* PROBLEM DETAILS *
For the records below, output every line from the one holding "color mode), mapped" through the final line, unaltered, and no other lines.

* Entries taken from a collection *
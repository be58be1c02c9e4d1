//! Renders camera frames as ASCII art.
//!
//! Each frame is split into a grid of font-sized cells. A cell is reduced to a
//! brightness (mean luma, or mean saturation and value in color mode), mapped
//! onto a glyph ramp and drawn back into a canvas the size of the frame.

pub mod config;
#[cfg(feature = "capture")]
pub mod display;
pub mod error;
pub mod font;
pub mod frames;
pub mod gamma;
pub mod live;
pub mod maps;
pub mod mode;
pub mod pipeline;
pub mod render;
pub mod sampler;
#[cfg(feature = "capture")]
pub mod util;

* ANSWER TO THIS TASK *
//! brightness (mean luma, or mean saturation and value in color mode), mapped
//! onto a glyph ramp and drawn back into a canvas the size of the frame.

pub mod config;
#[cfg(feature = "capture")]
pub mod display;
pub mod error;
pub mod font;
pub mod frames;
pub mod gamma;
pub mod live;
pub mod maps;
pub mod mode;
pub mod pipeline;
pub mod render;
pub mod sampler;
#[cfg(feature = "capture")]
pub mod util;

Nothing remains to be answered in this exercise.